(Stored data entries)
impl RunState {
    fn skip(&mut self, bus: &EventBus, agent_id: &str, reason: &str, data: Value) {
        debug!("Skipping {} ({})", agent_id, reason);
        bus.emit(EventType::AgentSkipped, agent_id, Some(&self.ctx.job_id), data);
        self.results
            .insert(agent_id.to_string(), AgentResult::skipped(agent_id, reason));
    }
}

/// Runs pipelines over a shared registry
pub struct Orchestrator {
    registry: Arc<AgentRegistry>,
    bus: Arc<EventBus>,
    metrics: Metrics,
    config: OrchestratorConfig,
    policy: RetryPolicy,
}
/// Confidence loop states
#[derive(Debug, Clone, Copy, PartialEq, Eq, Serialize, Deserialize)]
#[serde(rename_all = "snake_case")]
pub enum LoopState {
    /// First judgment
    Initial,
    /// Re-ask with altered temperature
    ConsistencyCheck,
    /// Merge of the re-ask into the running evaluation
    Refine,
    /// Terminal state
    Final,
}

/// Parameters of one judge call
#[derive(Debug, Clone)]
pub struct JudgeRequest {
    /// 1-based call number
    pub iteration: u32,
    /// Sampling temperature
    pub temperature: f32,
    /// Loop state issuing the call
    pub state: LoopState,
}

/// One recorded loop transition
#[derive(Debug, Clone, PartialEq, Serialize, Deserialize)]
pub struct LoopStep {
    /// Judge call number
    pub iteration: u32,
    /// State entered
    pub state: LoopState,
    /// Confidence after this step
    pub confidence: f64,
    /// Score after this step
    pub score: f64,
}

/// Terminal result of the confidence loop
#[derive(Debug, Clone, Serialize, Deserialize)]
pub struct LoopOutcome {
    /// The chosen evaluation; never empty
    pub evaluation: Evaluation,
    /// Judge calls made
    pub iterations_used: u32,
    /// Whether the chosen evaluation reached the threshold
    pub threshold_met: bool,
    /// Every state transition, in order
    pub trace: Vec<LoopStep>,
}

/// Something that can evaluate a scored profile
#[async_trait]
pub trait Judge: Send + Sync {
    /// Short identifier used in logs
    fn name(&self) -> &str;

    /// Produces one evaluation
    async fn evaluate(&self, input: &EvaluationInput, request: &JudgeRequest) -> Result<Evaluation>;
}

/// Bounded Initial → (ConsistencyCheck → Refine)* → Final state machine
#[derive(Debug, Clone)]
pub struct ConfidenceLoop {
    threshold: f64,
    max_iterations: u32,
    base_temperature: f32,
    temperature_step: f32,
}

impl ConfidenceLoop {
    /// Builds a loop from the judge config
    pub fn new(config: &JudgeConfig) -> Self {
        Self {
            threshold: config.confidence_threshold,
            max_iterations: config.max_iterations.max(1),
            base_temperature: config.base_temperature,
            temperature_step: config.temperature_step,
        }
    }

    /// Runs the loop to its Final state
    ///
    /// An error from the first judge call propagates. An error from a later
    /// call ends the loop early with the best evaluation seen so far.
    pub async fn run(&self, judge: &dyn Judge, input: &EvaluationInput) -> Result<LoopOutcome> {
        let mut trace = Vec::new();
        let first = judge
            .evaluate(
                input,
                &JudgeRequest {
                    iteration: 1,
                    temperature: self.base_temperature,
                    state: LoopState::Initial,
                },
            )
            .await?;
        trace.push(LoopStep {
            iteration: 1,
            state: LoopState::Initial,
            confidence: first.confidence,
            score: first.score,
        });
        debug!("{} initial confidence {:.2}", judge.name(), first.confidence);

        let mut iterations = 1;
        let mut current = first.clone();
        let mut best = first;

        while current.confidence < self.threshold && iterations < self.max_iterations {
            iterations += 1;
            let request = JudgeRequest {
                iteration: iterations,
                temperature: self.base_temperature + self.temperature_step * (iterations - 1) as f32,
                state: LoopState::ConsistencyCheck,
            };
            let second = match judge.evaluate(input, &request).await {
                Ok(e) => e,
                Err(e) => {
                    warn!("{} consistency check {} failed: {}", judge.name(), iterations, e);
                    iterations -= 1;
                    break;
                }
            };
            trace.push(LoopStep {
                iteration: iterations,
                state: LoopState::ConsistencyCheck,
                confidence: second.confidence,
                score: second.score,
            });

            current = refine(&current, &second);
            trace.push(LoopStep {
                iteration: iterations,
                state: LoopState::Refine,
                confidence: current.confidence,
                score: current.score,
            });
            if current.confidence > best.confidence {
                best = current.clone();
            }
        }

        let (evaluation, threshold_met) = if current.confidence >= self.threshold {
            (current, true)
        } else {
            let met = best.confidence >= self.threshold;
            (best, met)
        };
        trace.push(LoopStep {
            iteration: iterations,
            state: LoopState::Final,
            confidence: evaluation.confidence,
            score: evaluation.score,
        });
        info!(
            "{} finished after {} iteration(s), confidence {:.2}, threshold met: {}",
            judge.name(),
            iterations,
            evaluation.confidence,
            threshold_met
        );

        Ok(LoopOutcome {
            evaluation,
            iterations_used: iterations,
            threshold_met,
            trace,
        })
    }
}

EXERCISE PROMPT — Reproduce the lines above. Leave each one as it is.

OUTPUT BELOW —
impl RunState {
    fn skip(&mut self, bus: &EventBus, agent_id: &str, reason: &str, data: Value) {
        debug!("Skipping {} ({})", agent_id, reason);
        bus.emit(EventType::AgentSkipped, agent_id, Some(&self.ctx.job_id), data);
        self.results
            .insert(agent_id.to_string(), AgentResult::skipped(agent_id, reason));
    }
}

/// Runs pipelines over a shared registry
pub struct Orchestrator {
    registry: Arc<AgentRegistry>,
    bus: Arc<EventBus>,
    metrics: Metrics,
    config: OrchestratorConfig,
    policy: RetryPolicy,
}
/// Confidence loop states
#[derive(Debug, Clone, Copy, PartialEq, Eq, Serialize, Deserialize)]
#[serde(rename_all = "snake_case")]
pub enum LoopState {
    /// First judgment
    Initial,
    /// Re-ask with altered temperature
    ConsistencyCheck,
    /// Merge of the re-ask into the running evaluation
    Refine,
    /// Terminal state
    Final,
}

/// Parameters of one judge call
#[derive(Debug, Clone)]
pub struct JudgeRequest {
    /// 1-based call number
    pub iteration: u32,
    /// Sampling temperature
    pub temperature: f32,
    /// Loop state issuing the call
    pub state: LoopState,
}

/// One recorded loop transition
#[derive(Debug, Clone, PartialEq, Serialize, Deserialize)]
pub struct LoopStep {
    /// Judge call number
    pub iteration: u32,
    /// State entered
    pub state: LoopState,
    /// Confidence after this step
    pub confidence: f64,
    /// Score after this step
    pub score: f64,
}

/// Terminal result of the confidence loop
#[derive(Debug, Clone, Serialize, Deserialize)]
pub struct LoopOutcome {
    /// The chosen evaluation; never empty
    pub evaluation: Evaluation,
    /// Judge calls made
    pub iterations_used: u32,
    /// Whether the chosen evaluation reached the threshold
    pub threshold_met: bool,
    /// Every state transition, in order
    pub trace: Vec<LoopStep>,
}

/// Something that can evaluate a scored profile
#[async_trait]
pub trait Judge: Send + Sync {
    /// Short identifier used in logs
    fn name(&self) -> &str;

    /// Produces one evaluation
    async fn evaluate(&self, input: &EvaluationInput, request: &JudgeRequest) -> Result<Evaluation>;
}

/// Bounded Initial → (ConsistencyCheck → Refine)* → Final state machine
#[derive(Debug, Clone)]
pub struct ConfidenceLoop {
    threshold: f64,
    max_iterations: u32,
    base_temperature: f32,
    temperature_step: f32,
}

impl ConfidenceLoop {
    /// Builds a loop from the judge config
    pub fn new(config: &JudgeConfig) -> Self {
        Self {
            threshold: config.confidence_threshold,
            max_iterations: config.max_iterations.max(1),
            base_temperature: config.base_temperature,
            temperature_step: config.temperature_step,
        }
    }

    /// Runs the loop to its Final state
    ///
    /// An error from the first judge call propagates. An error from a later
    /// call ends the loop early with the best evaluation seen so far.
    pub async fn run(&self, judge: &dyn Judge, input: &EvaluationInput) -> Result<LoopOutcome> {
        let mut trace = Vec::new();
        let first = judge
            .evaluate(
                input,
                &JudgeRequest {
                    iteration: 1,
                    temperature: self.base_temperature,
                    state: LoopState::Initial,
                },
            )
            .await?;
        trace.push(LoopStep {
            iteration: 1,
            state: LoopState::Initial,
            confidence: first.confidence,
            score: first.score,
        });
        debug!("{} initial confidence {:.2}", judge.name(), first.confidence);

        let mut iterations = 1;
        let mut current = first.clone();
        let mut best = first;

        while current.confidence < self.threshold && iterations < self.max_iterations {
            iterations += 1;
            let request = JudgeRequest {
                iteration: iterations,
                temperature: self.base_temperature + self.temperature_step * (iterations - 1) as f32,
                state: LoopState::ConsistencyCheck,
            };
            let second = match judge.evaluate(input, &request).await {
                Ok(e) => e,
                Err(e) => {
                    warn!("{} consistency check {} failed: {}", judge.name(), iterations, e);
                    iterations -= 1;
                    break;
                }
            };
            trace.push(LoopStep {
                iteration: iterations,
                state: LoopState::ConsistencyCheck,
                confidence: second.confidence,
                score: second.score,
            });

            current = refine(&current, &second);
            trace.push(LoopStep {
                iteration: iterations,
                state: LoopState::Refine,
                confidence: current.confidence,
                score: current.score,
            });
            if current.confidence > best.confidence {
                best = current.clone();
            }
        }

        let (evaluation, threshold_met) = if current.confidence >= self.threshold {
            (current, true)
        } else {
            let met = best.confidence >= self.threshold;
            (best, met)
        };
        trace.push(LoopStep {
            iteration: iterations,
            state: LoopState::Final,
            confidence: evaluation.confidence,
            score: evaluation.score,
        });
        info!(
            "{} finished after {} iteration(s), confidence {:.2}, threshold met: {}",
            judge.name(),
            iterations,
            evaluation.confidence,
            threshold_met
        );

        Ok(LoopOutcome {
            evaluation,
            iterations_used: iterations,
            threshold_met,
            trace,
        })
    }
}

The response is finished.